In 2012, Chen and Ma [11] considered the following difference equation:

$$ Lu_{n}-\omega u_{n}=\gamma_{n}f_{n}(u_{n}),\quad n\in Z, u_{n}\in R, $$

where L is a Jacobi operator given by \(Lu_{n}=a_{n}u_{n+1}+a_{n-1}u_{n-1}+b_{n}u_{n}\). Under the assumptions that \(\gamma_{n}\), \(f_{n}(u)\), \(a_{n}\), and \(b_{n}\) are T-periodic sequences, they obtained the existence of homoclinic solution to (8) with Ambrosetti-Rabinowitz condition replaced by

$$ \bigl|f_{n}(u)\bigr|\leq b \bigl( 1+|u|^{p-1} \bigr) , $$

where \(b>0\) and \(p>2\) are constants. In a recent paper, Lin and Zhou [5] considered (8) for the higher dimensional case \(n\in Z^{m}\). By using the Mountain Pass lemma, they obtained the existence of homoclinic solution to (8) without periodic conditions on \(\gamma_{n}f_{n}(u)\) and with Ambrosetti-Rabinowitz condition replaced by (9). However, they need the operator \(L-\omega\) to be positive definite. For the general background of difference equations, one can refer to the monographs [12] and [13].
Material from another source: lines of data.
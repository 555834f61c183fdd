//! Fetch, detect and render for one instrument.

use std::num::NonZeroUsize;

use chrono::{DateTime, Days, NaiveDate, NaiveTime, Utc};
use market_data_ingestor::{
    models::{asset::AssetClass, request_params::BarsRequestParams, timeframe::TimeFrame},
    providers::{DataProvider, ProviderError},
};
use serde::{Deserialize, Serialize};
use thiserror::Error;
use tracing::{debug, info, warn};

use crate::{
    detect::{DEFAULT_WINDOW, detect_imbalances, detect_structure_breaks},
    render::{ChartRenderer, RenderError},
    signals::{ImbalanceZone, StructureBreak},
};

#[derive(Debug, Error)]
pub enum AnalysisError {
    /// The provider had no bars for the request.
    #[error("No data fetched for symbol: {symbol} ({timeframe}, {start} to {end})")]
    NoData {
        symbol: String,
        timeframe: TimeFrame,
        start: NaiveDate,
        end: NaiveDate,
    },

    /// The request was rejected before or by the provider.
    #[error("Invalid request: {0}")]
    InvalidRequest(String),

    #[error(transparent)]
    Provider(ProviderError),

    #[error(transparent)]
    Render(#[from] RenderError),
}

impl From<ProviderError> for AnalysisError {
    fn from(err: ProviderError) -> Self {
        match err {
            ProviderError::Validation { message, .. } => AnalysisError::InvalidRequest(message),
            other => AnalysisError::Provider(other),
        }
    }
}

/// One instrument over an inclusive date range.
#[derive(Debug, Clone, PartialEq, Eq, Serialize, Deserialize)]
pub struct AnalysisRequest {
    /// Canonical symbol, e.g. `BTC-USD`.
    pub symbol: String,
    pub timeframe: TimeFrame,
    /// First day included.
    pub start: NaiveDate,
    /// Last day included.
    pub end: NaiveDate,
    /// Trailing window of the structure-break scan.
    pub window: NonZeroUsize,
    pub asset_class: AssetClass,
}

impl AnalysisRequest {
    pub fn new(symbol: impl Into<String>, timeframe: TimeFrame, start: NaiveDate, end: NaiveDate) -> Self {
        Self {
            symbol: symbol.into(),
            timeframe,
            start,
            end,
            window: DEFAULT_WINDOW,
            asset_class: AssetClass::default(),
        }
    }

    pub fn with_window(mut self, window: NonZeroUsize) -> Self {
        self.window = window;
        self
    }

    pub fn with_asset_class(mut self, asset_class: AssetClass) -> Self {
        self.asset_class = asset_class;
        self
    }

    pub fn validate(&self) -> Result<(), AnalysisError> {
        if self.symbol.trim().is_empty() {
            return Err(AnalysisError::InvalidRequest("symbol must not be empty".into()));
        }
        if self.start > self.end {
            return Err(AnalysisError::InvalidRequest(format!(
                "start date {} is after end date {}",
                self.start, self.end
            )));
        }
        Ok(())
    }

    /// `[start 00:00Z, end + 1 day 00:00Z)`, so the whole end day is covered.
    pub fn time_range(&self) -> Result<(DateTime<Utc>, DateTime<Utc>), AnalysisError> {
        let after_end = self
            .end
            .checked_add_days(Days::new(1))
            .ok_or_else(|| AnalysisError::InvalidRequest(format!("end date {} is out of range", self.end)))?;
        Ok((midnight(self.start), midnight(after_end)))
    }

    pub fn to_bars_params(&self) -> Result<BarsRequestParams, AnalysisError> {
        let (start, end) = self.time_range()?;
        Ok(BarsRequestParams::single(
            self.symbol.clone(),
            self.timeframe,
            start,
            end,
            self.asset_class,
        ))
    }

    fn no_data(&self) -> AnalysisError {
        AnalysisError::NoData {
            symbol: self.symbol.clone(),
            timeframe: self.timeframe,
            start: self.start,
            end: self.end,
        }
    }
}

fn midnight(date: NaiveDate) -> DateTime<Utc> {
    date.and_time(NaiveTime::MIN).and_utc()
}

/// Everything one analysis produced. `C` is the renderer's output.
#[derive(Debug, Clone, Serialize)]
pub struct AnalysisReport<C> {
    pub symbol: String,
    pub timeframe: TimeFrame,
    pub bar_count: usize,
    pub structure_breaks: Vec<StructureBreak>,
    pub imbalance_zones: Vec<ImbalanceZone>,
    #[serde(skip)]
    pub chart: C,
}

impl<C> AnalysisReport<C> {
    /// The last `n` structure breaks, oldest first.
    pub fn recent_structure_breaks(&self, n: usize) -> &[StructureBreak] {
        tail(&self.structure_breaks, n)
    }

    /// The last `n` imbalance zones, oldest first.
    pub fn recent_imbalance_zones(&self, n: usize) -> &[ImbalanceZone] {
        tail(&self.imbalance_zones, n)
    }
}

fn tail<T>(items: &[T], n: usize) -> &[T] {
    &items[items.len().saturating_sub(n)..]
}

/// Runs the provider, both detectors and the renderer in sequence.
pub struct Analyzer<R> {
    provider: Box<dyn DataProvider + Send + Sync>,
    renderer: R,
}

impl<R: ChartRenderer> Analyzer<R> {
    pub fn new(provider: Box<dyn DataProvider + Send + Sync>, renderer: R) -> Self {
        Self { provider, renderer }
    }

    /// Fetches the requested bars, scans them and renders the result.
    ///
    /// An empty or missing series fails with [`AnalysisError::NoData`] before
    /// either detector or the renderer runs. Provider-side validation failures
    /// surface as [`AnalysisError::InvalidRequest`]. Nothing is retried.
    pub async fn run_analysis(
        &self,
        request: &AnalysisRequest,
    ) -> Result<AnalysisReport<R::Output>, AnalysisError> {
        request.validate()?;
        let params = request.to_bars_params()?;
        debug!(
            symbol = %request.symbol,
            timeframe = %request.timeframe,
            start = %params.start,
            end = %params.end,
            "fetching bars"
        );

        let series = self
            .provider
            .fetch_bars(params)
            .await?
            .into_iter()
            .find(|s| s.symbol.eq_ignore_ascii_case(&request.symbol))
            .filter(|s| !s.is_empty())
            .ok_or_else(|| request.no_data())?;

        if !series.is_chronological() {
            warn!(symbol = %series.symbol, "bars are not in strictly increasing time order");
        }

        let structure_breaks = detect_structure_breaks(&series.bars, request.window);
        let imbalance_zones = detect_imbalances(&series.bars);
        let chart = self.renderer.render(&series, &structure_breaks, &imbalance_zones)?;

        info!(
            symbol = %series.symbol,
            bars = series.len(),
            structure_breaks = structure_breaks.len(),
            imbalance_zones = imbalance_zones.len(),
            "analysis complete"
        );

        Ok(AnalysisReport {
            symbol: series.symbol,
            timeframe: series.timeframe,
            bar_count: series.bars.len(),
            structure_breaks,
            imbalance_zones,
            chart,
        })
    }
}
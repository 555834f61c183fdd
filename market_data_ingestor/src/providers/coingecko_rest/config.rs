use std::num::NonZeroU32;

use indexmap::IndexMap;
use nonzero_ext::nonzero;
use serde::{Deserialize, Serialize};

pub const DEFAULT_BASE_URL: &str = "https://api.coingecko.com/api/v3";

/// Settings for [`CoinGeckoProvider`](super::CoinGeckoProvider).
#[derive(Debug, Clone, Serialize, Deserialize)]
#[serde(default, deny_unknown_fields)]
pub struct CoinGeckoConfig {
    /// API root, without a trailing slash.
    pub base_url: String,
    /// Quote currency passed as `vs_currency`.
    pub vs_currency: String,
    /// Upper bound on requests sent per minute.
    pub requests_per_minute: NonZeroU32,
    /// Environment variable holding an optional demo API key.
    pub api_key_env: String,
    /// Emit one flat bar per price point instead of aggregating per timeframe.
    pub close_only: bool,
    /// Canonical symbol (`BTC-USD`) to CoinGecko coin id (`bitcoin`).
    pub symbols: IndexMap<String, String>,
}

impl Default for CoinGeckoConfig {
    fn default() -> Self {
        Self {
            base_url: DEFAULT_BASE_URL.to_string(),
            vs_currency: "usd".to_string(),
            requests_per_minute: nonzero!(30u32),
            api_key_env: "COINGECKO_API_KEY".to_string(),
            close_only: false,
            symbols: default_symbol_map(),
        }
    }
}

impl CoinGeckoConfig {
    /// Coin id for a canonical symbol, ignoring ASCII case.
    pub fn coin_id(&self, symbol: &str) -> Option<&str> {
        self.symbols
            .iter()
            .find(|(canonical, _)| canonical.eq_ignore_ascii_case(symbol))
            .map(|(_, id)| id.as_str())
    }
}

pub fn default_symbol_map() -> IndexMap<String, String> {
    [
        ("BTC-USD", "bitcoin"),
        ("ETH-USD", "ethereum"),
        ("XRP-USD", "ripple"),
        ("BNB-USD", "binancecoin"),
        ("SOL-USD", "solana"),
        ("ADA-USD", "cardano"),
        ("DOGE-USD", "dogecoin"),
        ("AVAX-USD", "avalanche-2"),
        ("DOT-USD", "polkadot"),
        ("TON1141-USD", "toncoin"),
    ]
    .into_iter()
    .map(|(symbol, id)| (symbol.to_string(), id.to_string()))
    .collect()
}

#[cfg(test)]
mod tests {
    use super::*;

    #[test]
    fn coin_lookup_ignores_case() {
        let cfg = CoinGeckoConfig::default();
        assert_eq!(cfg.coin_id("BTC-USD"), Some("bitcoin"));
        assert_eq!(cfg.coin_id("avax-usd"), Some("avalanche-2"));
        assert_eq!(cfg.coin_id("SHIB-USD"), None);
    }

    #[test]
    fn partial_table_keeps_defaults() {
        let cfg: CoinGeckoConfig = serde_json::from_str(r#"{"vs_currency": "eur"}"#).unwrap();
        assert_eq!(cfg.vs_currency, "eur");
        assert_eq!(cfg.base_url, DEFAULT_BASE_URL);
        assert_eq!(cfg.symbols.len(), 10);
    }
}
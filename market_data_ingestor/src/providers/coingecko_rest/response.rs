use chrono::{DateTime, Utc};
use serde::Deserialize;

/// Body of `GET /coins/{id}/market_chart/range`.
///
/// Every series is a list of `[unix_millis, value]` pairs.
#[derive(Deserialize, Debug)]
pub struct MarketChartResponse {
    pub prices: Vec<(f64, f64)>,
    #[serde(default)]
    pub market_caps: Vec<(f64, f64)>,
    #[serde(default)]
    pub total_volumes: Vec<(f64, f64)>,
}

/// One sampled price.
#[derive(Debug, Clone, Copy, PartialEq)]
pub struct PricePoint {
    pub timestamp: DateTime<Utc>,
    pub price: f64,
}

impl MarketChartResponse {
    /// Converts the raw `prices` pairs, skipping timestamps chrono cannot represent.
    pub fn price_points(&self) -> Vec<PricePoint> {
        self.prices
            .iter()
            .filter_map(|&(millis, price)| {
                DateTime::from_timestamp_millis(millis as i64)
                    .map(|timestamp| PricePoint { timestamp, price })
            })
            .collect()
    }
}
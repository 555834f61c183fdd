//! Command-line front end: argument parsing, request building and output.

pub mod commands;
pub mod output;
pub mod params;

use anyhow::Context;
use chrono::Utc;
use market_data_ingestor::providers::coingecko_rest::CoinGeckoConfig;

use crate::{
    analysis::Analyzer,
    config::{AnalyzerConfig, load_config_path},
    providers::build_provider,
    render::{SvgChartRenderer, default_output_dir},
};
use commands::{AnalyzeArgs, Cli, Commands, OutputFormat};

pub async fn run(cli: Cli) -> anyhow::Result<()> {
    let config = match &cli.config {
        Some(path) => load_config_path(path)?,
        None => AnalyzerConfig::default(),
    };

    match cli.command {
        Commands::Analyze(args) => analyze(args, &config).await,
        Commands::Symbols => {
            print!("{}", format_symbols(&config.coingecko));
            Ok(())
        }
    }
}

async fn analyze(args: AnalyzeArgs, config: &AnalyzerConfig) -> anyhow::Result<()> {
    let request = params::build_request(&args, config, Utc::now().date_naive())?;
    let kind = args.provider.unwrap_or(config.provider.kind);
    let provider = build_provider(kind, config).context("failed to set up data provider")?;
    let renderer = SvgChartRenderer::new(config.chart.width, config.chart.height);

    let report = Analyzer::new(provider, renderer).run_analysis(&request).await?;

    let dir = args
        .output_dir
        .or_else(|| config.chart.output_dir.clone())
        .unwrap_or_else(default_output_dir);
    let chart_path = report.chart.write_to_dir(&dir)?;

    match args.format {
        OutputFormat::Text => {
            let recent = args.recent.unwrap_or(config.analysis.recent);
            print!("{}", output::format_text(&report, recent, &chart_path));
        }
        OutputFormat::Json => println!("{}", output::format_json(&report, &chart_path)?),
    }
    Ok(())
}

fn format_symbols(config: &CoinGeckoConfig) -> String {
    config
        .symbols
        .iter()
        .map(|(symbol, id)| format!("{symbol:<14}{id}\n"))
        .collect()
}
In this paper, we consider (5) for the case that \(L=\Delta ^{2}+\delta^{2}A+\alpha I_{N}\) is strongly indefinite, without periodic assumptions on \(\gamma_{n}\) and \(H(n,u)\), and with Ambrosetti-Rabinowitz condition replaced by (9). To the best of our knowledge, this is the first work on homoclinic solution without conditions (P1)-(P3). Without loss of generality, we assume that \(f(n,0)=0\) for \(n\in Z\); then \(\{U_{n}\} =\{0\}\) is a solution of (5), which is called the trivial solution. As usual, we say that a solution \(U=\{U_{n}\}\) of (5) is homoclinic (to 0) if \(\lim_{|n|\rightarrow\infty}U_{n}=0\). By using a variant generalized weak linking theorem, we prove the existence of nontrivial homoclinic solution of (5) emanating from 0.

For the continuous wave equation (1)-(2), to the best of our knowledge, there are not many results about the existence of homoclinic solution; see [14] for the existence of homoclinic traveling wave solution and [15] for the homoclinic solution.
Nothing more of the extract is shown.